**WHAT THE EXERCISE ASKS:**
Would you please return every line from the listing that contains the word "VecDeque"?

**DATA:**

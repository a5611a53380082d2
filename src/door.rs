//! Door swing geometry.
//!
//! An inward door reserves the quarter disk its leaf sweeps through while
//! opening. The sweep is a circular sector centred on the hinge with the leaf
//! length as radius, running from the closed leaf (along the wall) to the open
//! leaf (perpendicular to the wall, pointing into the room).

use std::f64::consts::{PI, TAU};

use serde::Serialize;
use utoipa::ToSchema;

use crate::model::{Item, Room, WallSide};
use crate::types::{Footprint, Placeable, Vec2};

/// Swing sector of an inward door.
///
/// `start`/`end` are radians measured in a y-down frame (screen convention),
/// with `end >= start` and `end - start <= PI`. They are bookkeeping for arc
/// drawing only; collision tests work on `center` and `radius_cm`.
#[derive(Clone, Copy, Debug, PartialEq, Serialize, ToSchema)]
#[serde(rename_all = "camelCase")]
pub struct DoorSweep {
    pub center: Vec2,
    pub radius_cm: f64,
    pub start: f64,
    pub end: f64,
}

/// Hinge side, leaf geometry and wall frame shared by sweep computations.
struct Leaf {
    side: WallSide,
    hinge_right: bool,
    length: f64,
    /// Along-wall coordinate where the leaf starts.
    along: f64,
}

impl Leaf {
    fn of(item: &Item) -> Option<Self> {
        let door = item.door_attrs()?;
        if !door.inward {
            return None;
        }
        let side = door.mount.side?;
        let along = if side.is_vertical() {
            item.pos.y
        } else {
            item.pos.x
        };
        Some(Self {
            side,
            hinge_right: door.hinge_right,
            length: item.span_along_wall(),
            along,
        })
    }

    fn hinge_coord(&self) -> f64 {
        if self.hinge_right {
            self.along + self.length
        } else {
            self.along
        }
    }

    fn tip_coord(&self) -> f64 {
        if self.hinge_right {
            self.along
        } else {
            self.along + self.length
        }
    }

    fn pivot(&self, room: &Room) -> Vec2 {
        let hinge = self.hinge_coord();
        match self.side {
            WallSide::Left => Vec2::new(0.0, hinge),
            WallSide::Right => Vec2::new(room.width_cm, hinge),
            WallSide::Bottom => Vec2::new(hinge, 0.0),
            WallSide::Top => Vec2::new(hinge, room.length_cm),
        }
    }
}

/// Angle of a plan vector in the y-down drawing frame.
#[inline]
fn screen_angle(v: Vec2) -> f64 {
    (-v.y).atan2(v.x)
}

/// Computes the swing sector of an inward door.
///
/// Returns `None` for anything that is not an inward door mounted on a wall.
///
/// # Example
/// ```
/// use room_planner::door::door_sweep;
/// use room_planner::model::{Item, Room, WallSide};
/// use room_planner::wall::apply_wall_placement;
///
/// let room = Room::new(400.0, 300.0, 4.0);
/// let mut door = Item::door("Door", 90.0, true).on_wall(WallSide::Bottom, 100.0);
/// apply_wall_placement(&mut door, &room);
///
/// let sweep = door_sweep(&door, &room).unwrap();
/// assert_eq!(sweep.radius_cm, 90.0);
/// assert_eq!(sweep.center.x, 100.0);
/// ```
pub fn door_sweep(item: &Item, room: &Room) -> Option<DoorSweep> {
    let leaf = Leaf::of(item)?;
    let center = leaf.pivot(room);
    let axis = leaf.side.axis();
    let normal = leaf.side.inward_normal();

    let closed = axis * (leaf.tip_coord() - leaf.hinge_coord());
    let cw = closed.rotated_cw();
    let open = if cw.dot(&normal) >= 0.0 {
        cw
    } else {
        closed.rotated_ccw()
    };

    let mut start = screen_angle(closed);
    let mut delta = screen_angle(open) - start;
    if delta > PI {
        delta -= TAU;
    }
    if delta < -PI {
        delta += TAU;
    }
    if delta < 0.0 {
        start += delta;
        delta = -delta;
    }

    Some(DoorSweep {
        center,
        radius_cm: leaf.length,
        start,
        end: start + delta,
    })
}

/// Checks whether a rectangle reaches into a door's swing area.
///
/// The sector is approximated corner by corner: a corner is inside when it
/// lies on the room side of the wall, on the leaf side of the hinge, within
/// one radius along both wall axes, and within the radius of the hinge.
/// A rectangle that straddles the sector without any corner inside it (for
/// example a thin bar crossing the pivot) is not detected.
pub fn rect_intersects_door_sweep(rect: &Footprint, door: &Item, room: &Room) -> bool {
    let Some(sweep) = door_sweep(door, room) else {
        return false;
    };
    let Some(side) = door.wall_side() else {
        return false;
    };
    let hinge_right = door.door_attrs().is_some_and(|attrs| attrs.hinge_right);
    let axis = side.axis();
    let normal = side.inward_normal();
    let radius = sweep.radius_cm;

    rect.corners().iter().any(|corner| {
        let d = *corner - sweep.center;
        let along = d.dot(&axis);
        let inward = d.dot(&normal);

        let on_room_side = inward >= 0.0;
        let on_leaf_side = if hinge_right { along <= 0.0 } else { along >= 0.0 };
        let within_box = along.abs() <= radius && inward <= radius;
        let within_radius = d.length_squared() <= radius * radius;

        on_room_side && on_leaf_side && within_box && within_radius
    })
}

/// Convenience wrapper taking any placed item as the rectangle.
pub fn item_intersects_door_sweep(item: &impl Placeable, door: &Item, room: &Room) -> bool {
    rect_intersects_door_sweep(&item.footprint(), door, room)
}

#[cfg(test)]
mod tests {
    use super::*;
    use crate::model::Size;
    use crate::wall::apply_wall_placement;
    use std::f64::consts::FRAC_PI_2;

    const EPS: f64 = 1e-9;

    fn room() -> Room {
        Room::new(400.0, 300.0, 4.0)
    }

    fn placed_door(side: WallSide, offset: f64, hinge_right: bool) -> Item {
        let mut door = Item::door("Door", 90.0, true).on_wall(side, offset);
        if let Some(attrs) = door.door_mut() {
            attrs.hinge_right = hinge_right;
        }
        apply_wall_placement(&mut door, &room());
        door
    }

    fn assert_quarter_turn(sweep: &DoorSweep) {
        assert!(sweep.end >= sweep.start);
        assert!((sweep.end - sweep.start - FRAC_PI_2).abs() < EPS);
    }

    #[test]
    fn bottom_wall_left_hinge_pivots_at_leaf_start() {
        let door = placed_door(WallSide::Bottom, 100.0, false);
        let sweep = door_sweep(&door, &room()).expect("inward door has a sweep");

        assert_eq!(sweep.radius_cm, 90.0);
        assert_eq!(sweep.center, Vec2::new(door.pos.x, 0.0));
        assert_quarter_turn(&sweep);
        // Closed leaf points along +X (angle 0), open leaf into the room (+Y, -PI/2 on screen).
        assert!((sweep.start + FRAC_PI_2).abs() < EPS);
        assert!(sweep.end.abs() < EPS);
    }

    #[test]
    fn hinge_side_moves_the_pivot() {
        let left = door_sweep(&placed_door(WallSide::Bottom, 100.0, false), &room()).unwrap();
        let right = door_sweep(&placed_door(WallSide::Bottom, 100.0, true), &room()).unwrap();
        assert_eq!(left.center.x, 100.0);
        assert_eq!(right.center.x, 190.0);
        assert_quarter_turn(&right);
    }

    #[test]
    fn every_wall_opens_into_the_room() {
        for side in WallSide::ALL {
            for hinge_right in [false, true] {
                let door = placed_door(side, 60.0, hinge_right);
                let sweep = door_sweep(&door, &room()).unwrap();
                assert_quarter_turn(&sweep);

                // The bisector of the sector lies inside the room.
                let mid = (sweep.start + sweep.end) / 2.0;
                let probe = Vec2::new(
                    sweep.center.x + mid.cos() * 10.0,
                    sweep.center.y - mid.sin() * 10.0,
                );
                assert!(
                    probe.x > 0.0 && probe.x < 400.0 && probe.y > 0.0 && probe.y < 300.0,
                    "sweep on {side} (hinge right: {hinge_right}) points out of the room"
                );
            }
        }
    }

    #[test]
    fn outward_and_unmounted_doors_have_no_sweep() {
        let mut outward = Item::door("Out", 90.0, false).on_wall(WallSide::Left, 0.0);
        apply_wall_placement(&mut outward, &room());
        assert!(door_sweep(&outward, &room()).is_none());

        let loose = Item::door("Loose", 90.0, true);
        assert!(door_sweep(&loose, &room()).is_none());

        let table = Item::new("Table", Size::default());
        assert!(door_sweep(&table, &room()).is_none());
    }

    #[test]
    fn corner_inside_quadrant_hits_sweep() {
        let door = placed_door(WallSide::Bottom, 100.0, false);
        let near = Footprint::new(110.0, 10.0, 40.0, 40.0);
        assert!(rect_intersects_door_sweep(&near, &door, &room()));

        let behind_hinge = Footprint::new(40.0, 10.0, 40.0, 40.0);
        assert!(!rect_intersects_door_sweep(&behind_hinge, &door, &room()));

        let beyond_radius = Footprint::new(170.0, 70.0, 40.0, 40.0);
        assert!(!rect_intersects_door_sweep(&beyond_radius, &door, &room()));
    }

    #[test]
    fn right_hinge_mirrors_the_quadrant() {
        let door = placed_door(WallSide::Bottom, 100.0, true);
        let left_of_hinge = Footprint::new(150.0, 10.0, 20.0, 20.0);
        let right_of_hinge = Footprint::new(200.0, 10.0, 20.0, 20.0);
        assert!(rect_intersects_door_sweep(&left_of_hinge, &door, &room()));
        assert!(!rect_intersects_door_sweep(&right_of_hinge, &door, &room()));
    }

    #[test]
    fn bar_straddling_pivot_is_a_known_miss() {
        let door = placed_door(WallSide::Bottom, 100.0, false);
        // All four corners sit outside the quarter disk although the bar crosses it.
        let bar = Footprint::new(20.0, 20.0, 200.0, 5.0);
        assert!(!rect_intersects_door_sweep(&bar, &door, &room()));
    }
}
//! Linear undo/redo over whole-scene snapshots.

use std::collections::VecDeque;

pub const DEFAULT_HISTORY_LIMIT: usize = 50;

/// Bounded undo stack, unbounded redo stack and the current state.
///
/// States are opaque serialized snapshots; comparing two of them is a plain
/// string comparison.
#[derive(Debug, Clone)]
pub struct History {
    undo: VecDeque<String>,
    redo: Vec<String>,
    current: Option<String>,
    limit: usize,
}

impl History {
    /// Creates an empty history keeping at most `limit` undo steps (at least one).
    pub fn new(limit: usize) -> Self {
        Self {
            undo: VecDeque::new(),
            redo: Vec::new(),
            current: None,
            limit: limit.max(1),
        }
    }

    /// Records a new state. The previous state becomes an undo step and any
    /// redo branch is discarded.
    pub fn push(&mut self, state: String) {
        if let Some(previous) = self.current.take() {
            self.undo.push_back(previous);
            while self.undo.len() > self.limit {
                self.undo.pop_front();
            }
        }
        self.current = Some(state);
        self.redo.clear();
    }

    /// Steps back. Returns the state to restore, or `None` when there is nothing to undo.
    pub fn undo(&mut self) -> Option<&str> {
        let previous = self.undo.pop_back()?;
        if let Some(current) = self.current.take() {
            self.redo.push(current);
        }
        self.current = Some(previous);
        self.current.as_deref()
    }

    /// Steps forward again after an undo.
    pub fn redo(&mut self) -> Option<&str> {
        let next = self.redo.pop()?;
        if let Some(current) = self.current.take() {
            self.undo.push_back(current);
        }
        self.current = Some(next);
        self.current.as_deref()
    }

    /// Forgets every step and starts over from `present`.
    pub fn clear(&mut self, present: String) {
        self.undo.clear();
        self.redo.clear();
        self.current = Some(present);
    }

    /// Replaces the current state without touching either stack.
    pub fn set_current(&mut self, state: String) {
        self.current = Some(state);
    }

    pub fn current(&self) -> Option<&str> {
        self.current.as_deref()
    }

    pub fn can_undo(&self) -> bool {
        !self.undo.is_empty()
    }

    pub fn can_redo(&self) -> bool {
        !self.redo.is_empty()
    }

    pub fn undo_depth(&self) -> usize {
        self.undo.len()
    }

    pub fn limit(&self) -> usize {
        self.limit
    }
}

impl Default for History {
    fn default() -> Self {
        Self::new(DEFAULT_HISTORY_LIMIT)
    }
}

**SOLUTION TO THIS EXERCISE:**
use std::collections::VecDeque;
    undo: VecDeque<String>,
            undo: VecDeque::new(),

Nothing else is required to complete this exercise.